So now it's Jim and me!

Okay, I put my hands up, I have been a trifle tardy in getting round to coin a few words on Jim's book, Living With the Truth. Actually, that is partly because I was a trifle tardy reading it, and that in turn was because I had to finish War and Peace first, which, foolishly I had chosen for my bed time reading, which would have been okay but for this tendency I have to nod off as soon as I get into bed. (Senior moment type 2.) Why didn't you read it during the day, then? I hear you ask. Because the tendency to nod off is even greater then, I reply. (I didn't nod off reading Living with the Truth funnily enough! Make of that, what you will.)

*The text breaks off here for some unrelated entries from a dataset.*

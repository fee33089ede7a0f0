//! Token bucket state and the refill/consume arithmetic.

use std::time::Duration;

use super::decision::Decision;
use super::policy::Policy;

/// Per-client token bucket.
///
/// Refill is lazy: nothing happens between checks, and each check first
/// credits the tokens accrued since the previous one.
#[derive(Debug, Clone, PartialEq)]
pub struct Bucket {
    /// Available tokens, always within `[0, capacity]`
    tokens: f64,
    /// Timestamp of the last refill computation, in milliseconds
    last_refill_ms: u64,
}

impl Bucket {
    /// A full bucket.
    pub fn full(policy: &Policy, now_ms: u64) -> Self {
        Self {
            tokens: policy.capacity(),
            last_refill_ms: now_ms,
        }
    }

    /// Current token count, as of the last refill.
    pub fn tokens(&self) -> f64 {
        self.tokens
    }

    /// When the bucket was last refilled.
    pub fn last_refill_ms(&self) -> u64 {
        self.last_refill_ms
    }

    /// Credit tokens accrued since the last refill, clamped to capacity.
    ///
    /// The refill timestamp advances to `now_ms` whether or not the check
    /// is admitted, so accrual runs from the last check. A timestamp older
    /// than the last refill credits nothing and leaves the refill time
    /// where it is, so no interval is ever credited twice.
    pub fn refill(&mut self, policy: &Policy, now_ms: u64) {
        let elapsed_secs = now_ms.saturating_sub(self.last_refill_ms) as f64 / 1000.0;
        let tokens_to_add = elapsed_secs * policy.refill_rate();
        self.tokens = policy.capacity().min(self.tokens + tokens_to_add);
        self.last_refill_ms = self.last_refill_ms.max(now_ms);
    }

    /// Refill, then take one token if one is available.
    pub fn check(&mut self, policy: &Policy, now_ms: u64) -> Decision {
        self.refill(policy, now_ms);

        if self.tokens >= 1.0 {
            self.tokens -= 1.0;
            let secs_until_full = ((policy.capacity() - self.tokens) / policy.refill_rate()).ceil();
            Decision {
                allowed: true,
                remaining: self.tokens.floor() as u64,
                reset_after: Duration::from_secs(secs_until_full as u64),
            }
        } else {
            let secs_until_next = (1.0 - self.tokens) / policy.refill_rate();
            Decision {
                allowed: false,
                remaining: 0,
                reset_after: Duration::from_millis((secs_until_next * 1000.0).ceil() as u64),
            }
        }
    }

    /// Whether the bucket has gone untouched since before `cutoff_ms`.
    pub fn idle_since(&self, cutoff_ms: u64) -> bool {
        self.last_refill_ms < cutoff_ms
    }
}
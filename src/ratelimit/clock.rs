//! Millisecond clocks used by the rate limiter.

use std::sync::atomic::{AtomicU64, Ordering};
use std::time::Duration;

/// Source of "now" for refill computations, in Unix milliseconds.
pub trait Clock: Send + Sync {
    /// Current time in milliseconds.
    fn now_millis(&self) -> u64;
}

/// Wall-clock time.
#[derive(Debug, Clone, Copy, Default)]
pub struct SystemClock;

impl Clock for SystemClock {
    fn now_millis(&self) -> u64 {
        chrono::Utc::now().timestamp_millis().max(0) as u64
    }
}

/// A clock that only moves when told to.
///
/// Lets tests simulate elapsed time without sleeping.
#[derive(Debug, Default)]
pub struct ManualClock {
    millis: AtomicU64,
}

impl ManualClock {
    /// Create a clock frozen at the given millisecond timestamp.
    pub fn new(millis: u64) -> Self {
        Self {
            millis: AtomicU64::new(millis),
        }
    }

    /// Move the clock forward.
    pub fn advance(&self, by: Duration) {
        self.millis
            .fetch_add(by.as_millis() as u64, Ordering::SeqCst);
    }

    /// Jump to an absolute timestamp, possibly backwards.
    pub fn set(&self, millis: u64) {
        self.millis.store(millis, Ordering::SeqCst);
    }
}

impl Clock for ManualClock {
    fn now_millis(&self) -> u64 {
        self.millis.load(Ordering::SeqCst)
    }
}
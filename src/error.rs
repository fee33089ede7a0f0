//! Error types for the Tollgate service.

use thiserror::Error;

/// Main error type for Tollgate operations.
///
/// The rate limiter itself never fails; these errors come from loading
/// configuration and running the decision service.
#[derive(Error, Debug)]
pub enum TollgateError {
    /// Configuration-related errors
    #[error("Configuration error: {0}")]
    Config(String),

    /// A tier name that does not match any known policy class
    #[error("Unknown rate limit tier: {0}")]
    UnknownTier(String),

    /// I/O errors
    #[error("I/O error: {0}")]
    Io(#[from] std::io::Error),
}

impl From<config::ConfigError> for TollgateError {
    fn from(err: config::ConfigError) -> Self {
        TollgateError::Config(err.to_string())
    }
}

/// Result type alias for Tollgate operations.
pub type Result<T> = std::result::Result<T, TollgateError>;
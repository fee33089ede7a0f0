//! HTTP surfaces for the rate limiter.
//!
//! [`middleware`] enforces a tier in front of an axum application's own
//! routes. [`HttpServer`] runs the standalone decision service for callers
//! that cannot embed the limiter in-process.

pub mod handlers;
pub mod middleware;
pub mod models;
mod server;

pub use handlers::AppState;
pub use middleware::{client_key, enforce, RateLimitGuard};
pub use server::HttpServer;
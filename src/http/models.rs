//! Request and response bodies.

use serde::{Deserialize, Serialize};

use crate::ratelimit::Tier;

/// Body of a `429 Too Many Requests` response.
#[derive(Debug, Clone, PartialEq, Serialize, Deserialize)]
#[serde(rename_all = "camelCase")]
pub struct RateLimitedBody {
    pub error: String,
    pub retry_after: u64,
}

#[derive(Debug, Clone, Serialize, Deserialize)]
pub struct HealthResponse {
    pub status: String,
}

/// Ask for a decision on behalf of a client.
#[derive(Debug, Clone, Serialize, Deserialize)]
pub struct CheckRequest {
    pub tier: Tier,
    pub key: String,
}

#[derive(Debug, Clone, PartialEq, Serialize, Deserialize)]
#[serde(rename_all = "camelCase")]
pub struct CheckResponse {
    pub allowed: bool,
    /// The tier's capacity
    pub limit: f64,
    pub tokens_remaining: u64,
    pub reset_time: u64,
}

#[derive(Debug, Clone, Serialize, Deserialize)]
#[serde(rename_all = "camelCase")]
pub struct TierStats {
    pub tier: Tier,
    pub capacity: f64,
    pub refill_rate: f64,
    pub buckets: usize,
}

#[derive(Debug, Clone, Serialize, Deserialize)]
pub struct StatsResponse {
    pub tiers: Vec<TierStats>,
}
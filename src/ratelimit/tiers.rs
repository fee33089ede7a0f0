//! One independent limiter per endpoint tier.

use std::sync::Arc;

use super::clock::{Clock, SystemClock};
use super::limiter::RateLimiter;
use super::policy::{PolicySet, Tier};

/// The limiters the HTTP layer is wired with, one per [`Tier`].
///
/// Each tier owns its own bucket store, so a client throttled on auth
/// routes keeps its general quota.
pub struct TieredLimiters {
    general: Arc<RateLimiter>,
    auth: Arc<RateLimiter>,
    write: Arc<RateLimiter>,
    health_check: Arc<RateLimiter>,
    policies: PolicySet,
}

impl TieredLimiters {
    /// Build limiters for every tier from a policy set, reading the system clock.
    pub fn new(policies: PolicySet) -> Self {
        Self::with_clock(policies, Arc::new(SystemClock))
    }

    /// Build limiters sharing one clock.
    pub fn with_clock(policies: PolicySet, clock: Arc<dyn Clock>) -> Self {
        let build = |tier: Tier| {
            Arc::new(RateLimiter::with_clock(
                policies.get(tier).to_policy(),
                clock.clone(),
            ))
        };

        Self {
            general: build(Tier::General),
            auth: build(Tier::Auth),
            write: build(Tier::Write),
            health_check: build(Tier::HealthCheck),
            policies,
        }
    }

    /// The limiter for a tier.
    pub fn get(&self, tier: Tier) -> &Arc<RateLimiter> {
        match tier {
            Tier::General => &self.general,
            Tier::Auth => &self.auth,
            Tier::Write => &self.write,
            Tier::HealthCheck => &self.health_check,
        }
    }

    /// Message for clients denied by a tier, honouring configured overrides.
    pub fn message(&self, tier: Tier) -> &str {
        self.policies
            .get(tier)
            .message
            .as_deref()
            .unwrap_or_else(|| tier.default_message())
    }

    /// Iterate over every tier and its limiter.
    pub fn iter(&self) -> impl Iterator<Item = (Tier, &Arc<RateLimiter>)> {
        Tier::ALL.into_iter().map(move |tier| (tier, self.get(tier)))
    }
}

impl Default for TieredLimiters {
    fn default() -> Self {
        Self::new(PolicySet::default())
    }
}
//! The outcome of a single rate limit check.

use serde::{Deserialize, Serialize};
use std::time::Duration;

/// Unit in which `resetTime` is reported to clients.
#[derive(Debug, Clone, Copy, Default, PartialEq, Eq, Serialize, Deserialize)]
#[serde(rename_all = "lowercase")]
pub enum ResetUnits {
    /// Whole seconds on both allowed and denied responses.
    #[default]
    Seconds,
    /// Seconds when allowed, milliseconds when denied. Matches the response
    /// shape of the API this limiter was first deployed in.
    Legacy,
}

/// Allow/deny decision plus remaining-quota metadata.
#[derive(Debug, Clone, Copy, PartialEq, Eq)]
pub struct Decision {
    /// Whether the request may proceed
    pub allowed: bool,
    /// Whole tokens left in the bucket after this check
    pub remaining: u64,
    /// When allowed: time until the bucket is full again, rounded up to a
    /// whole second. When denied: time until the next token, rounded up to
    /// a whole millisecond.
    pub reset_after: Duration,
}

impl Decision {
    /// `reset_after` rounded up to whole seconds.
    pub fn reset_secs(&self) -> u64 {
        let secs = self.reset_after.as_secs();
        if self.reset_after.subsec_nanos() > 0 {
            secs + 1
        } else {
            secs
        }
    }

    /// `reset_after` in the legacy mixed units: seconds when allowed,
    /// milliseconds when denied.
    pub fn legacy_reset_time(&self) -> u64 {
        if self.allowed {
            self.reset_after.as_secs()
        } else {
            self.reset_after.as_millis() as u64
        }
    }

    /// The `resetTime` value to report in the given units.
    pub fn reset_time(&self, units: ResetUnits) -> u64 {
        match units {
            ResetUnits::Seconds => self.reset_secs(),
            ResetUnits::Legacy => self.legacy_reset_time(),
        }
    }
}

But to resume: finding myself (not for the first time in my life) the tail-end stooge, I thought I might put aside my desire to review the book for a while yet in order to hit the blogosphere with it when the intial excitement had died down. In fact, it was just beginning to dawn upon me that this might never happen, that Living With the Truth might become a web phenomenon, when, Lo and behold, I hear that Jim has dished out a blog award to me. Naturally, I would want to say a word or two about that, so putting those two developments together, it seemed now might be a good time after all to rush into print with my review.

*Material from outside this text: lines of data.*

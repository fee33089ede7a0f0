//! Configuration management for Tollgate.
//!
//! Settings come from an optional YAML file overlaid with `TOLLGATE_*`
//! environment variables, nested keys separated by `__`
//! (e.g. `TOLLGATE_SERVER__LISTEN_ADDR=0.0.0.0:9000`).

use serde::{Deserialize, Serialize};
use std::net::SocketAddr;
use std::path::Path;
use std::time::Duration;
use tracing::info;

use crate::error::{Result, TollgateError};
use crate::ratelimit::{PolicySet, ResetUnits};

/// Main configuration for the Tollgate service.
#[derive(Debug, Clone, Default, Serialize, Deserialize)]
pub struct TollgateConfig {
    /// Server configuration
    #[serde(default)]
    pub server: ServerConfig,

    /// Rate limiting configuration
    #[serde(default)]
    pub rate_limiting: RateLimitingConfig,
}

/// Server configuration.
#[derive(Debug, Clone, Serialize, Deserialize)]
pub struct ServerConfig {
    /// HTTP listen address
    #[serde(default = "default_listen_addr")]
    pub listen_addr: SocketAddr,

    /// Key clients by the first `X-Forwarded-For` entry instead of the
    /// socket peer. Only safe behind a proxy that sets the header.
    #[serde(default)]
    pub trust_forwarded_for: bool,
}

impl Default for ServerConfig {
    fn default() -> Self {
        Self {
            listen_addr: default_listen_addr(),
            trust_forwarded_for: false,
        }
    }
}

fn default_listen_addr() -> SocketAddr {
    SocketAddr::from(([127, 0, 0, 1], 8080))
}

/// Rate limiting configuration.
#[derive(Debug, Clone, Serialize, Deserialize)]
pub struct RateLimitingConfig {
    /// Units for `resetTime` in headers and 429 bodies
    #[serde(default)]
    pub reset_units: ResetUnits,

    /// Idle bucket sweep interval in seconds, 0 disables sweeping
    #[serde(default = "default_sweep_interval")]
    pub sweep_interval_secs: u64,

    /// Refill windows a bucket may sit idle before it is evicted
    #[serde(default = "default_idle_windows")]
    pub idle_windows: u32,

    /// Per-tier policies
    #[serde(default)]
    pub policies: PolicySet,
}

impl Default for RateLimitingConfig {
    fn default() -> Self {
        Self {
            reset_units: ResetUnits::default(),
            sweep_interval_secs: default_sweep_interval(),
            idle_windows: default_idle_windows(),
            policies: PolicySet::default(),
        }
    }
}

fn default_sweep_interval() -> u64 {
    60
}

fn default_idle_windows() -> u32 {
    2
}

impl RateLimitingConfig {
    /// The sweep interval, or `None` when sweeping is disabled.
    pub fn sweep_interval(&self) -> Option<Duration> {
        (self.sweep_interval_secs > 0).then(|| Duration::from_secs(self.sweep_interval_secs))
    }
}

impl TollgateConfig {
    /// Load configuration from an optional YAML file and the environment.
    pub fn load(path: Option<&Path>) -> Result<Self> {
        let mut builder = config::Config::builder();

        if let Some(path) = path {
            info!(path = %path.display(), "Loading configuration file");
            builder = builder.add_source(
                config::File::from(path)
                    .format(config::FileFormat::Yaml)
                    .required(true),
            );
        }

        let config: TollgateConfig = builder
            .add_source(
                config::Environment::with_prefix("TOLLGATE")
                    .prefix_separator("_")
                    .separator("__")
                    .try_parsing(true),
            )
            .build()?
            .try_deserialize()?;

        config.validate()?;
        Ok(config)
    }

    /// Load configuration from a YAML file path, ignoring the environment.
    pub fn from_file<P: AsRef<Path>>(path: P) -> Result<Self> {
        let contents = std::fs::read_to_string(path)?;
        Self::from_yaml(&contents)
    }

    /// Parse and validate configuration from a YAML string.
    pub fn from_yaml(yaml: &str) -> Result<Self> {
        let config: TollgateConfig = serde_yaml::from_str(yaml)
            .map_err(|e| TollgateError::Config(e.to_string()))?;
        config.validate()?;
        Ok(config)
    }

    /// Check settings the limiter itself does not guard against.
    pub fn validate(&self) -> Result<()> {
        if self.rate_limiting.idle_windows == 0 {
            return Err(TollgateError::Config(
                "idle_windows must be at least 1".to_string(),
            ));
        }
        self.rate_limiting.policies.validate()
    }
}

#[cfg(test)]
mod tests {
    use super::*;
    use crate::ratelimit::Tier;

    #[test]
    fn test_defaults() {
        let config = TollgateConfig::default();
        assert_eq!(config.server.listen_addr, "127.0.0.1:8080".parse().unwrap());
        assert!(!config.server.trust_forwarded_for);
        assert_eq!(config.rate_limiting.reset_units, ResetUnits::Seconds);
        assert_eq!(config.rate_limiting.sweep_interval(), Some(Duration::from_secs(60)));
        assert_eq!(config.rate_limiting.idle_windows, 2);
        assert!(config.validate().is_ok());
    }

    #[test]
    fn test_from_yaml_overrides() {
        let yaml = r#"
server:
  listen_addr: 0.0.0.0:9000
  trust_forwarded_for: true
rate_limiting:
  reset_units: legacy
  sweep_interval_secs: 0
  policies:
    auth:
      capacity: 3
      window_secs: 300
"#;
        let config = TollgateConfig::from_yaml(yaml).unwrap();

        assert_eq!(config.server.listen_addr.port(), 9000);
        assert!(config.server.trust_forwarded_for);
        assert_eq!(config.rate_limiting.reset_units, ResetUnits::Legacy);
        assert_eq!(config.rate_limiting.sweep_interval(), None);
        assert_eq!(config.rate_limiting.policies.get(Tier::Auth).capacity, 3.0);
        assert_eq!(config.rate_limiting.policies.get(Tier::Write).capacity, 20.0);
    }

    #[test]
    fn test_from_yaml_rejects_invalid() {
        let yaml = r#"
rate_limiting:
  idle_windows: 0
"#;
        assert!(matches!(
            TollgateConfig::from_yaml(yaml),
            Err(TollgateError::Config(_))
        ));

        let yaml = r#"
rate_limiting:
  policies:
    general:
      capacity: 0
      window_secs: 900
"#;
        assert!(TollgateConfig::from_yaml(yaml).is_err());
    }

    #[test]
    fn test_load_from_file() {
        let path = std::env::temp_dir().join(format!("tollgate-config-{}.yaml", std::process::id()));
        std::fs::write(
            &path,
            "rate_limiting:\n  idle_windows: 5\n  policies:\n    write:\n      capacity: 40\n      window_secs: 60\n",
        )
        .unwrap();

        let layered = TollgateConfig::load(Some(path.as_path())).unwrap();
        let plain = TollgateConfig::from_file(&path).unwrap();
        std::fs::remove_file(&path).unwrap();

        for config in [layered, plain] {
            assert_eq!(config.rate_limiting.idle_windows, 5);
            assert_eq!(config.rate_limiting.policies.write.capacity, 40.0);
            assert_eq!(config.rate_limiting.policies.auth.capacity, 5.0);
        }
    }

    #[test]
    fn test_load_missing_file_fails() {
        let path = std::env::temp_dir().join("tollgate-definitely-missing.yaml");
        assert!(TollgateConfig::load(Some(path.as_path())).is_err());
    }
}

The award first - of course! My initial reaction was much like Jim's: a certain concern that the method of making the awad - i.e. the blogger having been given the award, then chooses up to five further blogs to be awarded - has the potential, eventually, to award everyone and make the award itself meaningless. My instinct was to suppose there should be some criteria at least, on which the choice is based. That's the professional coming out in me, I am afraid. I was overlooking the traditional amateur nature of the web, which is in fact one of its strong points. Being given a commendation by someone whose judgement you rate highly is in no way inferior to be awarded it by a committee ticking all the boxes. This one has come down to me via Jim (see his Kick-Ass Blogger Award post) and Cataherine at Sharp Words, so the pedigree is as good as it gets - which means I now have to contemplate choosing a blog or blogs, a task I fancy I will not find easy. Not because of their rarity value, but because there is no shortage (so far) of worthy blogs who are yet to be awarded, and because the choice will, by definition, be personal and to that extent subjective and therefore prejudiced. I will do my best, for which read: I will take a day ot two.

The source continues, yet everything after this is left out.